[Opening Entries shown section]

//! Month summaries and per-category spend

use crate::ledger::{total, Subscription, Transaction, TransactionKind};
use chrono::{Datelike, NaiveDate};
use rust_decimal::Decimal;
use std::collections::HashMap;

/// Income, expense and net for one calendar month
#[derive(Debug, Clone, Default, PartialEq)]
pub struct MonthSummary {
    pub income: Decimal,
    pub expense: Decimal,
    pub net: Decimal,
    pub count: usize,
}

#[derive(Debug, Clone, PartialEq)]
pub struct CategorySpend {
    pub category: String,
    pub total: Decimal,
    /// Share of the month's expense, 0..=100, two decimal places
    pub percent: Decimal,
}

/// Derived figures for the insights page and dashboard
#[derive(Debug, Clone, PartialEq)]
pub struct Insights {
    pub year: i32,
    pub month: u32,
    pub summary: MonthSummary,
    /// Expense categories, largest first
    pub categories: Vec<CategorySpend>,
    /// Sum of active subscriptions normalized to a month
    pub subscription_burn: Decimal,
}

fn in_month(date: NaiveDate, year: i32, month: u32) -> bool {
    date.year() == year && date.month() == month
}

/// `part` as a percentage of `whole`; `whole` must be non-zero
fn share_percent(part: Decimal, whole: Decimal) -> Decimal {
    match part.checked_mul(Decimal::from(100)) {
        Some(scaled) => (scaled / whole).round_dp(2),
        None => (part / whole * Decimal::from(100)).round_dp(2),
    }
}

impl MonthSummary {
    pub fn compute(transactions: &[Transaction], year: i32, month: u32) -> Self {
        let mut summary = MonthSummary::default();

        for tx in transactions.iter().filter(|t| in_month(t.date, year, month)) {
            match tx.kind {
                TransactionKind::Income => summary.income = total([summary.income, tx.amount]),
                TransactionKind::Expense => summary.expense = total([summary.expense, tx.amount]),
            }
            summary.count += 1;
        }

        summary.net = summary
            .income
            .checked_sub(summary.expense)
            .unwrap_or(Decimal::MIN);
        summary
    }
}

impl Insights {
    pub fn compute(
        transactions: &[Transaction],
        subscriptions: &[Subscription],
        year: i32,
        month: u32,
    ) -> Self {
        let summary = MonthSummary::compute(transactions, year, month);

        let mut by_category: HashMap<&str, Decimal> = HashMap::new();
        for tx in transactions
            .iter()
            .filter(|t| t.kind == TransactionKind::Expense && in_month(t.date, year, month))
        {
            let spent = by_category.entry(tx.category.as_str()).or_default();
            *spent = total([*spent, tx.amount]);
        }

        let mut categories: Vec<CategorySpend> = by_category
            .into_iter()
            .map(|(category, total)| {
                let percent = if summary.expense.is_zero() {
                    Decimal::ZERO
                } else {
                    share_percent(total, summary.expense)
                };
                CategorySpend {
                    category: category.to_string(),
                    total,
                    percent,
                }
            })
            .collect();
        categories.sort_by(|a, b| b.total.cmp(&a.total).then_with(|| a.category.cmp(&b.category)));

        let subscription_burn = total(
            subscriptions
                .iter()
                .filter(|s| s.active)
                .map(Subscription::monthly_cost),
        );

        Self {
            year,
            month,
            summary,
            categories,
            subscription_burn,
        }
    }
}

[Closing Entries shown section]

Aim of the exercise:
Your answer should consist of all lines above that include the string "active".

Task response:
    /// Sum of active subscriptions normalized to a month
                .filter(|s| s.active)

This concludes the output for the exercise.